___ Supplied records ___

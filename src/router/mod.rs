pub mod amm;
pub mod bonding_curve;

use crate::types::candidate::LaunchSource;
use crate::types::error::TradeError;
use crate::types::execution::TradeSide;
use crate::types::position::LifecycleState;
use async_trait::async_trait;
use solana_sdk::pubkey::Pubkey;
use solana_sdk::transaction::VersionedTransaction;
use std::sync::Arc;

/// A swap the execution engine wants routed. Amounts are already resolved to
/// base units: lamports in for buys, token base units in for sells.
#[derive(Debug, Clone)]
pub struct SwapIntent {
    pub user: Pubkey,
    pub mint: Pubkey,
    pub side: TradeSide,
    pub amount_in: u64,
    pub slippage_bps: u16,
    pub priority_fee_lamports: u64,
    pub launch_source: LaunchSource,
    /// Known curve/pool account, when discovery recorded one.
    pub bonding_curve: Option<Pubkey>,
}

/// A priced route. `raw` keeps the venue response for the Execution row.
#[derive(Debug, Clone)]
pub struct Quote {
    pub expected_out: u64,
    pub min_out: u64,
    pub price_sol_per_token: f64,
    pub route_label: String,
    pub raw: serde_json::Value,
}

#[derive(Debug, Clone)]
pub struct SwapResult {
    pub signature: solana_sdk::signature::Signature,
    pub endpoint: String,
    pub latency: std::time::Duration,
}

/// quote/build/execute over one venue class.
#[async_trait]
pub trait SwapRouter: Send + Sync {
    fn name(&self) -> &'static str;

    async fn quote(&self, intent: &SwapIntent) -> Result<Quote, TradeError>;

    /// Build the unsigned transaction for a quote. Signing happens in the
    /// external signer; this never sees key material.
    async fn build(
        &self,
        intent: &SwapIntent,
        quote: &Quote,
    ) -> Result<VersionedTransaction, TradeError>;

    /// Broadcast an already-signed transaction.
    async fn execute(&self, signed_tx: &VersionedTransaction) -> Result<SwapResult, TradeError>;
}

/// Both router variants, selected strictly by lifecycle state.
#[derive(Clone)]
pub struct RouterSet {
    pub bonding_curve: Arc<bonding_curve::BondingCurveRouter>,
    pub amm: Arc<amm::AmmRouter>,
}

impl RouterSet {
    /// Pre-graduation always routes to the originating launchpad's bonding
    /// curve; post-graduation always to the AMM. Unknown lifecycle is an
    /// error, never a guess.
    pub fn route(
        &self,
        mint: &Pubkey,
        lifecycle_state: Option<LifecycleState>,
    ) -> Result<Arc<dyn SwapRouter>, TradeError> {
        match lifecycle_state {
            Some(LifecycleState::PreGraduation) => Ok(self.bonding_curve.clone()),
            Some(LifecycleState::PostGraduation) => Ok(self.amm.clone()),
            Some(LifecycleState::Closed) | None => {
                Err(TradeError::LifecycleUnknown(mint.to_string()))
            }
        }
    }
}

#[cfg(test)]
mod tests {
    use super::*;

    // route() selection is pure; build a RouterSet without any live context
    fn router_set_for_tests() -> RouterSet {
        RouterSet {
            bonding_curve: Arc::new(bonding_curve::BondingCurveRouter::stub_for_tests()),
            amm: Arc::new(amm::AmmRouter::stub_for_tests()),
        }
    }

    #[test]
    fn routes_by_lifecycle_state() {
        let set = router_set_for_tests();
        let mint = Pubkey::new_unique();
        assert_eq!(
            set.route(&mint, Some(LifecycleState::PreGraduation))
                .unwrap()
                .name(),
            "bonding_curve"
        );
        assert_eq!(
            set.route(&mint, Some(LifecycleState::PostGraduation))
                .unwrap()
                .name(),
            "amm"
        );
    }

    #[test]
    fn unknown_lifecycle_never_guesses() {
        let set = router_set_for_tests();
        let mint = Pubkey::new_unique();
        assert!(matches!(
            set.route(&mint, None),
            Err(TradeError::LifecycleUnknown(_))
        ));
        assert!(matches!(
            set.route(&mint, Some(LifecycleState::Closed)),
            Err(TradeError::LifecycleUnknown(_))
        ));
    }
}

___

=== What you need to do ===
Check each line above for the word "SwapResult" and give the number of lines that have it, nothing else.

=== Completed exercise ===
2